Even parents who share equal parenting time can feel like they are missing out on part of their children’s lives. And even worse, the children may feel that they are missing out on their parent. However there are four simple ways that parents can become more involved in their child’s life, bond with their child more, and spend extra time together, all without taking a moment away from the other parent.

Here are four ways to have 50/50 plus parenting time.

1. Extracurricular. Attend your child’s extracurricular events even when it is not your parenting day. Even better: offer to be a coach, a team parent, scout leader or a carpool driver. This will allow you to engage with your child with more frequency and bond over a shared activity. Always get your co-parent’s approval before you sign your child up for any activity. Approaching it from the perspective of the activity, giving each of you more parenting time, rather than the activity taking away your co-parent’s time, might be helpful. Whether your child is into theater, debate, drum lessons or field hockey, enjoying their extracurricular activities with them gives you more time and also special bonding.

2. Educational. School provides additional opportunities to engage with your child. For younger children, you can volunteer to work in the classroom, go on field trips, or help out at school carnivals and events. Older children may need parents to assist with drop off and pick up, field trips, and school dances. After school clubs, arts and athletics, and special events like graduation, all usually provide parent-volunteer opportunities. In addition to spending more time with your child, you will be doing it in their world, which will help you get to know them better.

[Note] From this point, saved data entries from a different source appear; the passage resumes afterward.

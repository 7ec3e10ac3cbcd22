use chrono::{DateTime, Utc};
use std::fmt::{Display, Formatter, Result as FmtResult};
use std::str::FromStr;

/// Physical storage backend kinds
///
/// Defined in core because it appears in configuration, location records,
/// and admin API responses.
#[derive(
    Debug, Clone, Copy, PartialEq, Eq, PartialOrd, Ord, Hash, serde::Serialize, serde::Deserialize,
)]
#[serde(rename_all = "lowercase")]
pub enum BackendKind {
    Local,
    S3,
}

impl FromStr for BackendKind {
    type Err = anyhow::Error;

    fn from_str(s: &str) -> Result<Self, Self::Err> {
        match s.to_lowercase().as_str() {
            "local" => Ok(BackendKind::Local),
            "s3" => Ok(BackendKind::S3),
            _ => Err(anyhow::anyhow!("Invalid storage backend: {}", s)),
        }
    }
}

impl Display for BackendKind {
    fn fmt(&self, f: &mut Formatter<'_>) -> FmtResult {
        match self {
            BackendKind::Local => write!(f, "local"),
            BackendKind::S3 => write!(f, "s3"),
        }
    }
}

/// Process-wide storage strategy: which backend(s) receive writes and the
/// order reads are attempted. Set at deployment time, swapped only through
/// the explicit admin reload.
#[derive(Debug, Clone, Copy, PartialEq, Eq, serde::Serialize, serde::Deserialize)]
#[serde(rename_all = "snake_case")]
pub enum StorageStrategy {
    /// Single backend: local filesystem.
    LocalPrimary,
    /// Single backend: cloud object store.
    CloudPrimary,
    /// Write both, read local first for latency.
    Hybrid,
    /// Write both, read either; used for failover.
    Redundant,
}

impl StorageStrategy {
    /// Whether this strategy keeps a copy on more than one backend.
    pub fn is_replicated(&self) -> bool {
        matches!(self, StorageStrategy::Hybrid | StorageStrategy::Redundant)
    }
}

impl FromStr for StorageStrategy {
    type Err = anyhow::Error;

    fn from_str(s: &str) -> Result<Self, Self::Err> {
        match s.to_lowercase().as_str() {
            "local_primary" | "local" => Ok(StorageStrategy::LocalPrimary),
            "cloud_primary" | "cloud" | "s3" => Ok(StorageStrategy::CloudPrimary),
            "hybrid" => Ok(StorageStrategy::Hybrid),
            "redundant" => Ok(StorageStrategy::Redundant),
            _ => Err(anyhow::anyhow!("Invalid storage strategy: {}", s)),
        }
    }
}

impl Display for StorageStrategy {
    fn fmt(&self, f: &mut Formatter<'_>) -> FmtResult {
        match self {
            StorageStrategy::LocalPrimary => write!(f, "local_primary"),
            StorageStrategy::CloudPrimary => write!(f, "cloud_primary"),
            StorageStrategy::Hybrid => write!(f, "hybrid"),
            StorageStrategy::Redundant => write!(f, "redundant"),
        }
    }
}

/// One physical copy of a dataset's bytes.
///
/// A dataset file reference owns one location for single-backend strategies
/// and two for hybrid/redundant. The checksum must match the dataset's
/// recorded hash; divergence is an integrity error.
#[derive(Debug, Clone, PartialEq, Eq, serde::Serialize, serde::Deserialize)]
pub struct StorageLocation {
    pub backend: BackendKind,
    /// Path (local) or object key (cloud).
    pub key: String,
    pub size_bytes: u64,
    /// sha256 of the stored bytes, hex-encoded.
    pub checksum: String,
    pub written_at: DateTime<Utc>,
}

impl StorageLocation {
    pub fn new(backend: BackendKind, key: impl Into<String>, size_bytes: u64, checksum: impl Into<String>) -> Self {
        StorageLocation {
            backend,
            key: key.into(),
            size_bytes,
            checksum: checksum.into(),
            written_at: Utc::now(),
        }
    }
}

#[cfg(test)]
mod tests {
    use super::*;

    #[test]
    fn test_strategy_round_trip() {
        for s in ["local_primary", "cloud_primary", "hybrid", "redundant"] {
            let parsed: StorageStrategy = s.parse().unwrap();
            assert_eq!(parsed.to_string(), s);
        }
        assert!("tape".parse::<StorageStrategy>().is_err());
    }

    #[test]
    fn test_backend_kinds_sort() {
        let mut kinds = vec![BackendKind::S3, BackendKind::Local];
        kinds.sort();
        assert_eq!(kinds, vec![BackendKind::Local, BackendKind::S3]);
    }

    #[test]
    fn test_replicated_strategies() {
        assert!(StorageStrategy::Hybrid.is_replicated());
        assert!(StorageStrategy::Redundant.is_replicated());
        assert!(!StorageStrategy::LocalPrimary.is_replicated());
        assert!(!StorageStrategy::CloudPrimary.is_replicated());
    }
}
//! Backend and router construction from configuration.

use crate::local::LocalStorage;
use crate::s3::S3Storage;
use crate::selector::StorageRouter;
use crate::traits::{Storage, StorageError, StorageResult};
use datashare_core::models::storage::BackendKind;
use datashare_core::Config;
use std::collections::HashMap;
use std::sync::Arc;

/// Construct every backend the configured strategy requires.
pub async fn create_backends(
    config: &Config,
) -> StorageResult<HashMap<BackendKind, Arc<dyn Storage>>> {
    let mut backends: HashMap<BackendKind, Arc<dyn Storage>> = HashMap::new();

    for kind in config.required_backends() {
        match kind {
            BackendKind::Local => {
                let base_path = config.local_storage_path.clone().ok_or_else(|| {
                    StorageError::ConfigError("LOCAL_STORAGE_PATH not configured".to_string())
                })?;
                let storage = LocalStorage::new(base_path).await?;
                backends.insert(kind, Arc::new(storage));
            }
            BackendKind::S3 => {
                let bucket = config.s3_bucket.clone().ok_or_else(|| {
                    StorageError::ConfigError("S3_BUCKET not configured".to_string())
                })?;
                let region = config.s3_region.clone().ok_or_else(|| {
                    StorageError::ConfigError("S3_REGION or AWS_REGION not configured".to_string())
                })?;
                let storage = S3Storage::new(bucket, region, config.s3_endpoint.clone()).await?;
                backends.insert(kind, Arc::new(storage));
            }
        }
    }

    Ok(backends)
}

/// Build a router for the configured strategy and its backends.
pub async fn create_router(config: &Config) -> StorageResult<Arc<StorageRouter>> {
    let backends = create_backends(config).await?;

    tracing::info!(
        strategy = %config.storage_strategy,
        backends = ?backends.keys().collect::<Vec<_>>(),
        "Storage router initialized"
    );

    Ok(Arc::new(StorageRouter::new(
        config.storage_strategy,
        backends,
    )))
}
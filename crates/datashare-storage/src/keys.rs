//! Shared key generation for storage backends.
//!
//! Key format: `datasets/{dataset_id}/{filename}`. Both backends use the
//! same layout so a dataset's copies line up across backends during
//! migration and verification.

use uuid::Uuid;

/// Prefix under which all dataset objects live.
pub const DATASET_PREFIX: &str = "datasets";

/// Generate a storage key for the given dataset and filename.
pub fn dataset_key(dataset_id: Uuid, filename: &str) -> String {
    format!("{}/{}/{}", DATASET_PREFIX, dataset_id, filename)
}

#[cfg(test)]
mod tests {
    use super::*;

    #[test]
    fn test_key_layout() {
        let id = Uuid::new_v4();
        let key = dataset_key(id, "data.csv");
        assert_eq!(key, format!("datasets/{}/data.csv", id));
    }
}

There is an easy solution that solves both problems — share these moments.

3. Communication. Single parents often feel that they miss out on their child’s small moments — those funny little things that a child says, losing a tooth, or hitting a new milestone. At the same time, parents are wistful that they no longer have a partner to share these moments with. There is an easy solution that solves both problems — share these moments.

When your child shares a story about school, or your baby rolls over for the first time, or your teenager experiences their first crush, take a picture and text your co-parent. This gives you the opportunity to share, to strengthen communication, to help your co-parent and child bond, and to help your co-parent feel that they’re not missing anything. Even if your co-parent does not similarly share with you, it can feel great to reach out and share these small moments with them.

True co-parenting is working together as a team to raise your child with a unified front despite being in separate houses.

4. Co-parenting. Many parents who believe that they are co-parenting are actually parallel parenting — meaning, communicating only as necessary and raising the child in two separate and distinct homes.

True co-parenting is working together as a team to raise your child with a unified front despite being in separate houses. Co-parents communicate on daily schedules, discipline, diet, and parenting philosophy. Co-parents work together to decide when a child will have a cell phone, a driver’s license, a first job. As a co-parent, you are truly involved in all of the aspects of your child’s life. Your child knows that both parents are fully involved, and this provides a great sense of security for them. It mitigates the loss they may feel when one parent is away and eases transition time between homes. More and more co-parents are also having family dinners, celebrating holidays together, even vacationing as a family.

When co-parents can spend time together, they are getting more than 50% parenting. The children are getting more than 50% of a parent. And the family continues to bond and build new memories.

For healthy parents, co-parenting is the single best thing they can do for their children and for each other.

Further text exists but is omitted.